Nothing but the lines from the start of the records below through the line that has "let delay = base_delay" should appear, each exactly as given.

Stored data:
Segment Open
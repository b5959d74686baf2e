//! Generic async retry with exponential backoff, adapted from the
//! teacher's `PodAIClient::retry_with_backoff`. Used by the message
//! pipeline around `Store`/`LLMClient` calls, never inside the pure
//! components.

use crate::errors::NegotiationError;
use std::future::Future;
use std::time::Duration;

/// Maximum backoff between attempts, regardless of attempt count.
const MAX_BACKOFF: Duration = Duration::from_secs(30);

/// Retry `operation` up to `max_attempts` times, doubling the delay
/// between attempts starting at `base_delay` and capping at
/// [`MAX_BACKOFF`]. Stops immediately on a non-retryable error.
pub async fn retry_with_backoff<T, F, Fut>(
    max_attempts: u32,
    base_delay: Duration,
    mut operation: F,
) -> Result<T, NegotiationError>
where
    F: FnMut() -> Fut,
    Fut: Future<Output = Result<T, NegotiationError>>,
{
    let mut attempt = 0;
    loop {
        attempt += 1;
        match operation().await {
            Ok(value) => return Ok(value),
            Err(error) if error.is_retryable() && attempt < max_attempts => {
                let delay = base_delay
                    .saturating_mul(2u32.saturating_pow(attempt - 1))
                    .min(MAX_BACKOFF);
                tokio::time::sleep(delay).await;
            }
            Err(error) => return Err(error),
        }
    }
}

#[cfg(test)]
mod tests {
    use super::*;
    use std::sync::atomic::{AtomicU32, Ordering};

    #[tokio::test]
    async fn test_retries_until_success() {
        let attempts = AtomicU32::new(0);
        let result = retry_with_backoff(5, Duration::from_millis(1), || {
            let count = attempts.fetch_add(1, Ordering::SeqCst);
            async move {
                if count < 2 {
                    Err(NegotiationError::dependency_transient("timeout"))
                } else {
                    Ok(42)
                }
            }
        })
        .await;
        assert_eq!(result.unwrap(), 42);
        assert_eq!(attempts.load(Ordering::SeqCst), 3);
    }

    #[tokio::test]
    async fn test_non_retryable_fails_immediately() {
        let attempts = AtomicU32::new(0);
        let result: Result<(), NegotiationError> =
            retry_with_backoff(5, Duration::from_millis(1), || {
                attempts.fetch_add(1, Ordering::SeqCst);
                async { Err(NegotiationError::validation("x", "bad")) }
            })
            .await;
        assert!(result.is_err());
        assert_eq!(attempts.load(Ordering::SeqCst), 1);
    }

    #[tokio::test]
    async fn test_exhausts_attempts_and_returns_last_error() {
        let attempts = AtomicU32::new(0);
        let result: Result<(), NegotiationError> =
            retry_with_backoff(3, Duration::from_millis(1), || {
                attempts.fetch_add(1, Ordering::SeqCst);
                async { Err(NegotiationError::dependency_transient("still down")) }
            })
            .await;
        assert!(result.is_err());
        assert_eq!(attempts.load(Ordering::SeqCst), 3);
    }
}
Segment Closed
SOLUTION FOR THIS EXERCISE:
repository b5959d74686baf2e
//! Generic async retry with exponential backoff, adapted from the
//! teacher's `PodAIClient::retry_with_backoff`. Used by the message
//! pipeline around `Store`/`LLMClient` calls, never inside the pure
//! components.

use crate::errors::NegotiationError;
use std::future::Future;
use std::time::Duration;

/// Maximum backoff between attempts, regardless of attempt count.
const MAX_BACKOFF: Duration = Duration::from_secs(30);

/// Retry `operation` up to `max_attempts` times, doubling the delay
/// between attempts starting at `base_delay` and capping at
/// [`MAX_BACKOFF`]. Stops immediately on a non-retryable error.
pub async fn retry_with_backoff<T, F, Fut>(
    max_attempts: u32,
    base_delay: Duration,
    mut operation: F,
) -> Result<T, NegotiationError>
where
    F: FnMut() -> Fut,
    Fut: Future<Output = Result<T, NegotiationError>>,
{
    let mut attempt = 0;
    loop {
        attempt += 1;
        match operation().await {
            Ok(value) => return Ok(value),
            Err(error) if error.is_retryable() && attempt < max_attempts => {
                let delay = base_delay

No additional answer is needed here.